On 2022-10-02 16:35:06 -0500, Justin Pryzby wrote:
> Maybe - that would avoid waiting 4 minutes for a windows instance to
> start in the (hopefully atypical) case of a patch that fails in 1-2
> minutes under linux/freebsd.
> 
> If the patch were completely broken, the windows task would take ~4min
> to start, plus up to ~4min before failing to compile or failing an early
> test.  6-8 minutes isn't nothing, but doesn't seem worth the added
> complexity.

Avoiding 6-8mins of wasted windows time would, I think, allow us to crank
cfbot's concurrency up a notch or two.


> Also, this would mean that in the common case, the slowest task would be
> delayed until after the SanityCheck task instance starts, compiles, and
> runs some test :( Your best case is 32sec, but I doubt that's going to
> be typical.

Even the worst case isn't that bad, the uncached minimal build is 67s.

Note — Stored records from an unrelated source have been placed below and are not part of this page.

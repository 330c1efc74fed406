//! Port abstraction for comment persistence.
use async_trait::async_trait;

use crate::domain::{Comment, NewComment, PostId};

use super::define_port_error;

define_port_error! {
    /// Persistence errors raised by comment repository adapters.
    pub enum CommentPersistenceError {
        /// Repository connection could not be established.
        Connection { message: String } => "comment repository connection failed: {message}",
        /// Query or mutation failed during execution.
        Query { message: String } => "comment repository query failed: {message}",
    }
}

/// Storage for comments.
#[cfg_attr(test, mockall::automock)]
#[async_trait]
pub trait CommentRepository: Send + Sync {
    /// List the comments on a post, newest first.
    async fn list_for_post(&self, post: PostId) -> Result<Vec<Comment>, CommentPersistenceError>;

    /// Insert a comment and return it as stored.
    async fn create(&self, comment: &NewComment) -> Result<Comment, CommentPersistenceError>;
}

> I was thinking about the idea of cfbot handling "tasks" separately,
> similar to what it used to do with travis/appveyor.  The logic for
> "windows tasks are only run if linux passes tests" could live there.

I don't really see the advantage of doing that over just increasing
concurrency by a bit.


> > +    # no options enabled, should be small
> > +    CCACHE_MAXSIZE: "150M"
> 
> Actually, tasks can share caches if the "cache key" is set.
> If there was a separate "Sanity" task, I think it should use whatever
> flags linux (or freebsd) use to avoid doing two compilations (with lots
> of cache misses for patches which modify *.h files, which would then
> happen twice, in serial).

I think the price of using exactly the same flags is higher than the gain. And
it'll rarely work if we use the container task for the sanity check, as the
timestamps of the compiler, system headers etc will be different.


> > +  # use always: to continue after failures. Task that did not run count as a
> > +  # success, so we need to recheck SanityChecks's condition here ...
> 
> > -  # task that did not run, count as a success, so we need to recheck Linux'
> > -  # condition here ...
> 
> Another/better justification/description is that "cirrus warns if the
> depending task has different only_if conditions than the dependant task".

That doesn't really seem easier to understand to me.